By Joetta L. Sack — May 03, 2005 1 min read

Facing a severe budget shortage, California managed to continue a few of its educational technology programs last year, and officials are hoping to sustain those programs. But they concede that keeping such efforts afloat will be difficult.

The state had received $90 million for technology programs from the federal No Child Left Behind Act for this academic year, but is expecting to see funding from that source cut by nearly $30 million for the 2005-06 school year. Potentially making matters worse for technology initiatives, President Bush wants to eliminate that federal funding entirely.

In addition, state funds for educational technology are probably going to be hard to come by in the near future. The state is still grappling with significant budget shortfalls, and Gov. Arnold Schwarzenegger wants to restructure the state’s funding formula for education. The Republican governor has proposed revising the state’s constitutional minimum-funding guarantee for education, which ensures that at least the same amount of money is spent on education as was allotted for the previous year. That move has drawn sharp opposition from education groups and school leaders.

For the past three years, educational technology programs have received small adjustments for inflation, and the state has already appropriated $16.3 million for such technology for the 2005-06 school year.

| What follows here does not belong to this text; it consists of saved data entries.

//! Static, process-lifetime content.

mod starters;

pub use starters::{STARTER_QUESTIONS, StarterQuestion};
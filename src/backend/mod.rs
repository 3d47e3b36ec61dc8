//! External chat backend.
//!
//! Retrieval and generation happen in a separate service. This module only
//! defines how turns are handed to it and how its answer comes back.
//!
//! - [`ChatBackend`]: the seam used by request handlers
//! - [`HttpChatBackend`]: JSON-over-HTTP implementation

mod http;

use async_trait::async_trait;

pub use http::HttpChatBackend;

use crate::error::Result;
use crate::session::Turn;

/// Produces the next assistant turn for a conversation.
#[async_trait]
pub trait ChatBackend: Send + Sync + std::fmt::Debug {
    /// `turns` is the full conversation, oldest first, ending with the
    /// user's latest message.
    async fn complete(&self, turns: &[Turn]) -> Result<Turn>;
}
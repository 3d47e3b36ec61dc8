use axum::{
    Form, Json, Router,
    extract::{Path, Request, State},
    http::StatusCode,
    middleware::Next,
    response::{Html, IntoResponse, Redirect, Response},
    routing::get,
    routing::post,
};
use serde::Deserialize;
use std::sync::Arc;
use std::time::Duration;

use tower_http::services::ServeDir;
use tower_http::trace::TraceLayer;

use tracing::{debug, info, warn};

use crate::AppState;
use crate::backend::HttpChatBackend;
use crate::config::{AppConfig, ServerConfig};
use crate::content::{STARTER_QUESTIONS, StarterQuestion};
use crate::error::{Error, Result};
use crate::session::{SessionState, SessionStore, Turn};
use crate::ui::chat::{
    render_chat_page, render_chat_reply, render_error_notice, render_not_found_page,
};

/// Shown in the thread when the backend could not produce an answer.
const BACKEND_UNAVAILABLE: &str =
    "The answer service is unavailable right now. Your question was kept; please try again.";

/// Shown when a request outlives the server's request timeout.
const REQUEST_TIMED_OUT: &str = "The request took too long. Please try again.";

/// Upper bound on how often expired sessions are swept.
const SWEEP_INTERVAL: Duration = Duration::from_secs(60);

/// Start the Axum server with the provided configuration.
pub async fn start_server(config: Arc<AppConfig>) -> anyhow::Result<()> {
    let backend = HttpChatBackend::new(
        &config.backend.url,
        Duration::from_secs(config.backend.timeout_secs),
    )?;

    info!(
        name: "backend.config.loaded",
        url = %backend.endpoint(),
        timeout_secs = config.backend.timeout_secs,
        "Chat backend configured"
    );

    let sessions = SessionStore::new();
    spawn_session_sweeper(
        sessions.clone(),
        Duration::from_secs(config.server.session_ttl_secs),
    );

    let state = AppState {
        sessions,
        backend: Arc::new(backend),
        site: Arc::new(config.site.clone()),
    };

    let app = build_router(state, &config.server);

    let addr = format!("{}:{}", config.server.host, config.server.port);
    let listener = tokio::net::TcpListener::bind(&addr).await?;

    info!(
        name: "server.started",
        address = %addr,
        "Server started"
    );

    axum::serve(listener, app.into_make_service())
        .with_graceful_shutdown(shutdown_signal())
        .await?;

    info!(name: "server.stopped", "Server stopped");
    Ok(())
}

/// Build the application router.
pub fn build_router(state: AppState, server: &ServerConfig) -> Router {
    let timeout = Duration::from_secs(server.request_timeout_secs);

    Router::new()
        .route("/", get(index_handler))
        .route("/c/{id}", get(chat_page_handler))
        .route("/api/chat", post(api_chat))
        .route("/api/starters", get(api_starters))
        .route(
            "/api/sessions/{id}",
            get(api_get_session).delete(api_delete_session),
        )
        .route("/api/sessions/{id}/messages", get(api_get_messages))
        .route("/healthz", get(|| async { "ok" }))
        .nest_service("/static", ServeDir::new(&server.static_dir))
        .layer(axum::middleware::from_fn(
            move |req: Request, next: Next| async move {
                match tokio::time::timeout(timeout, next.run(req)).await {
                    Ok(res) => res,
                    Err(_) => (
                        StatusCode::REQUEST_TIMEOUT,
                        Html(render_error_notice(REQUEST_TIMED_OUT.to_string())),
                    )
                        .into_response(),
                }
            },
        ))
        .layer(TraceLayer::new_for_http())
        .with_state(state)
}

/// Periodically drop sessions idle for longer than `ttl`.
fn spawn_session_sweeper(sessions: SessionStore, ttl: Duration) -> tokio::task::JoinHandle<()> {
    let period = SWEEP_INTERVAL.min(ttl).max(Duration::from_secs(1));
    tokio::spawn(async move {
        let mut interval = tokio::time::interval(period);
        interval.set_missed_tick_behavior(tokio::time::MissedTickBehavior::Skip);
        loop {
            interval.tick().await;
            let removed = sessions.cleanup_expired_with_timeout(ttl);
            if removed > 0 {
                debug!(name: "session.expired", removed, remaining = sessions.len());
            }
        }
    })
}

async fn shutdown_signal() {
    if let Err(e) = tokio::signal::ctrl_c().await {
        warn!(name: "server.signal.failed", error = %e, "Failed to listen for shutdown signal");
        std::future::pending::<()>().await;
    }
    info!(name: "server.shutdown", "Shutdown signal received");
}

// ─────────────────────────────────────────────────────────────────────────────
// HTML Page Handlers
// ─────────────────────────────────────────────────────────────────────────────

/// GET / - Start a new conversation.
async fn index_handler(State(state): State<AppState>) -> Redirect {
    let session = state.sessions.create();
    info!(name: "session.created", session_id = %session.id());
    Redirect::to(&format!("/c/{}", session.id()))
}

/// GET /c/:id - Render a conversation.
async fn chat_page_handler(State(state): State<AppState>, Path(id): Path<String>) -> Response {
    match state.sessions.get(&id) {
        Some(session) => {
            session.touch();
            Html(render_chat_page(&state.site, session.id(), session.turns())).into_response()
        }
        None => (StatusCode::NOT_FOUND, Html(render_not_found_page(&state.site))).into_response(),
    }
}

// ─────────────────────────────────────────────────────────────────────────────
// API Handlers
// ─────────────────────────────────────────────────────────────────────────────

/// Form body for the chat API.
#[derive(Debug, Deserialize)]
struct ChatForm {
    session_id: String,
    message: String,
}

/// POST /api/chat - Ask a question, returns the new turns as an HTML fragment.
///
/// A backend failure still answers 200 so HTMX swaps in the user's turn and
/// the error notice.
async fn api_chat(
    State(state): State<AppState>,
    Form(form): Form<ChatForm>,
) -> Result<Html<String>> {
    let session = state
        .sessions
        .get(&form.session_id)
        .ok_or(Error::SessionNotFound(form.session_id))?;

    let message = form.message.trim();
    if message.is_empty() {
        return Err(Error::EmptyMessage);
    }

    let question = Turn::user(message);
    let history = session.push_turn(question.clone());
    let first_exchange = history.len() == 1;

    info!(
        name: "chat.turn.received",
        session_id = %session.id(),
        turns = history.len(),
        "Received chat message"
    );

    match state.backend.complete(&history).await {
        Ok(answer) => {
            session.add_turn(answer.clone());
            info!(
                name: "chat.turn.completed",
                session_id = %session.id(),
                answer_len = answer.content.len(),
                "Assistant turn added"
            );
            Ok(Html(render_chat_reply(
                vec![question, answer],
                first_exchange,
                None,
            )))
        }
        Err(err) => {
            warn!(
                name: "backend.request.failed",
                session_id = %session.id(),
                error = %err,
                "Chat backend request failed"
            );
            Ok(Html(render_chat_reply(
                vec![question],
                first_exchange,
                Some(BACKEND_UNAVAILABLE.to_string()),
            )))
        }
    }
}

/// GET /api/starters - Starter questions.
async fn api_starters() -> Json<&'static [StarterQuestion]> {
    Json(STARTER_QUESTIONS.as_slice())
}

/// GET /api/sessions/:id - Session snapshot.
async fn api_get_session(
    State(state): State<AppState>,
    Path(id): Path<String>,
) -> Result<Json<SessionState>> {
    state
        .sessions
        .get(&id)
        .map(|session| Json(session.to_state()))
        .ok_or(Error::SessionNotFound(id))
}

/// DELETE /api/sessions/:id - Drop a session.
async fn api_delete_session(
    State(state): State<AppState>,
    Path(id): Path<String>,
) -> Result<StatusCode> {
    state
        .sessions
        .remove(&id)
        .map(|_| StatusCode::NO_CONTENT)
        .ok_or(Error::SessionNotFound(id))
}

/// GET /api/sessions/:id/messages - Session turns.
async fn api_get_messages(
    State(state): State<AppState>,
    Path(id): Path<String>,
) -> Result<Json<Vec<Turn>>> {
    state
        .sessions
        .get(&id)
        .map(|session| Json(session.turns()))
        .ok_or(Error::SessionNotFound(id))
}
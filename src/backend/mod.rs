pub mod memory;
pub mod midir;

pub use self::memory::MemoryTransport;
pub use self::midir::MidirTransport;
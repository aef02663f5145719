//! The real thing: ALSA / CoreMIDI / WinMM through `midir`.
//!
//! midir has no separate "local producer" object, so a producer is a
//! `MidiOutput` client that turns into a `MidiOutputConnection` while
//! connected, and back again on disconnect. Same for consumers.

use ::midir::{
    Ignore, MidiInput, MidiInputConnection, MidiInputPort, MidiOutput, MidiOutputConnection,
    MidiOutputPort,
};

use crate::{
    codec::{MidiCallback, Timestamp},
    transport::{CallbackHandler, EndpointId, EndpointMap, Transport, TransportError},
};

pub struct MidirTransport {
    client_name: String,
}

pub struct MidirDestination {
    port: MidiOutputPort,
    name: String,
}

pub struct MidirSource {
    port: MidiInputPort,
    name: String,
}

pub struct MidirProducer {
    name: String,
    client: Option<MidiOutput>,
    conn: Option<MidiOutputConnection>,
}

pub struct MidirConsumer {
    name: String,
    handler: CallbackHandler,
    client: Option<MidiInput>,
    conn: Option<MidiInputConnection<()>>,
}

impl MidirTransport {
    pub fn new(client_name: impl Into<String>) -> Self {
        Self {
            client_name: client_name.into(),
        }
    }

    fn scan_name(&self) -> String {
        format!("{}-scan", self.client_name)
    }

    fn output_client(&self) -> Result<MidiOutput, TransportError> {
        MidiOutput::new(&self.scan_name()).map_err(|e| TransportError::Enumeration(e.to_string()))
    }

    fn input_client(&self) -> Result<MidiInput, TransportError> {
        MidiInput::new(&self.scan_name()).map_err(|e| TransportError::Enumeration(e.to_string()))
    }
}

impl Transport for MidirTransport {
    type Destination = MidirDestination;
    type Source = MidirSource;
    type Producer = MidirProducer;
    type Consumer = MidirConsumer;

    fn list_outputs(&self) -> Result<EndpointMap, TransportError> {
        let out = self.output_client()?;
        Ok(out
            .ports()
            .iter()
            .filter_map(|port| {
                let name = out.port_name(port).ok()?;
                Some((EndpointId::new(port.id()), name))
            })
            .collect())
    }

    fn list_inputs(&self) -> Result<EndpointMap, TransportError> {
        let inp = self.input_client()?;
        Ok(inp
            .ports()
            .iter()
            .filter_map(|port| {
                let name = inp.port_name(port).ok()?;
                Some((EndpointId::new(port.id()), name))
            })
            .collect())
    }

    fn find_destination(&self, id: &EndpointId) -> Option<MidirDestination> {
        let out = self
            .output_client()
            .map_err(|e| log::warn!("MIDI output lookup failed: {e}"))
            .ok()?;
        let port = out.ports().into_iter().find(|p| p.id() == id.as_str())?;
        let name = out.port_name(&port).unwrap_or_else(|_| id.to_string());
        Some(MidirDestination { port, name })
    }

    fn find_source(&self, id: &EndpointId) -> Option<MidirSource> {
        let inp = self
            .input_client()
            .map_err(|e| log::warn!("MIDI input lookup failed: {e}"))
            .ok()?;
        let port = inp.ports().into_iter().find(|p| p.id() == id.as_str())?;
        let name = inp.port_name(&port).unwrap_or_else(|_| id.to_string());
        Some(MidirSource { port, name })
    }

    fn create_producer(&self, name: &str) -> Result<MidirProducer, TransportError> {
        let client = MidiOutput::new(&self.client_name)
            .map_err(|e| TransportError::HandleCreation(e.to_string()))?;
        Ok(MidirProducer {
            name: name.to_owned(),
            client: Some(client),
            conn: None,
        })
    }

    fn create_consumer(
        &self,
        name: &str,
        handler: CallbackHandler,
    ) -> Result<MidirConsumer, TransportError> {
        let mut client = MidiInput::new(&self.client_name)
            .map_err(|e| TransportError::HandleCreation(e.to_string()))?;
        client.ignore(Ignore::None);
        Ok(MidirConsumer {
            name: name.to_owned(),
            handler,
            client: Some(client),
            conn: None,
        })
    }

    fn connect_output(
        &self,
        producer: &mut MidirProducer,
        destination: &MidirDestination,
    ) -> Result<(), TransportError> {
        let client = producer.client.take().ok_or_else(|| {
            TransportError::Connect(format!("{} is already connected", producer.name))
        })?;
        match client.connect(&destination.port, &producer.name) {
            Ok(conn) => {
                log::debug!("MIDI out {} → {}", producer.name, destination.name);
                producer.conn = Some(conn);
                Ok(())
            }
            Err(e) => {
                let msg = format!("{}: {e}", destination.name);
                producer.client = Some(e.into_inner());
                Err(TransportError::Connect(msg))
            }
        }
    }

    fn disconnect_output(&self, producer: &mut MidirProducer, destination: &MidirDestination) {
        if let Some(conn) = producer.conn.take() {
            producer.client = Some(conn.close());
            log::debug!("MIDI out {} ✕ {}", producer.name, destination.name);
        }
    }

    fn connect_input(
        &self,
        source: &MidirSource,
        consumer: &mut MidirConsumer,
    ) -> Result<(), TransportError> {
        let client = consumer.client.take().ok_or_else(|| {
            TransportError::Connect(format!("{} is already connected", consumer.name))
        })?;
        let handler = consumer.handler.clone();
        let result = client.connect(
            &source.port,
            &consumer.name,
            move |stamp, bytes, _| match MidiCallback::from_bytes(bytes, Timestamp(stamp)) {
                Some(cb) => handler(cb),
                None => log::trace!("dropping unhandled MIDI {:02X?}", bytes),
            },
            (),
        );
        match result {
            Ok(conn) => {
                log::debug!("MIDI in {} → {}", source.name, consumer.name);
                consumer.conn = Some(conn);
                Ok(())
            }
            Err(e) => {
                let msg = format!("{}: {e}", source.name);
                consumer.client = Some(e.into_inner());
                Err(TransportError::Connect(msg))
            }
        }
    }

    fn disconnect_input(&self, source: &MidirSource, consumer: &mut MidirConsumer) {
        if let Some(conn) = consumer.conn.take() {
            let (client, ()) = conn.close();
            consumer.client = Some(client);
            log::debug!("MIDI in {} ✕ {}", source.name, consumer.name);
        }
    }

    fn send(
        &self,
        producer: &mut MidirProducer,
        bytes: &[u8],
        short: bool,
    ) -> Result<(), TransportError> {
        let conn = producer.conn.as_mut().ok_or(TransportError::NotConnected)?;
        log::trace!(
            "MIDI out {} {}: {:02X?}",
            producer.name,
            if short { "short" } else { "sysex" },
            bytes
        );
        conn.send(bytes).map_err(|e| TransportError::Send(e.to_string()))
    }
}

California’s educational technology administrator, Barbara E. Thalacker, says that the state added one new program last year, which will evaluate Electronic Learning Assessment Resources, a program that provides tests in English/language arts, social studies, science and mathematics through the state’s online learning resource network.

The state is also continuing a pilot project to help 40 high schools put together online courses.

And California is building a high-speed Internet network for all its K-12 public schools. About 98 percent of districts have access to the Internet, but not every school or classroom does, Thalacker says. The state is hoping to expand that network over the 2005-06 school year, but those plans depend on how much money is available.

A bill before the legislature would remove the high-speed program from the state education department, allowing it to be administered by county education offices, an approach that would give it a more direct line of funding to schools.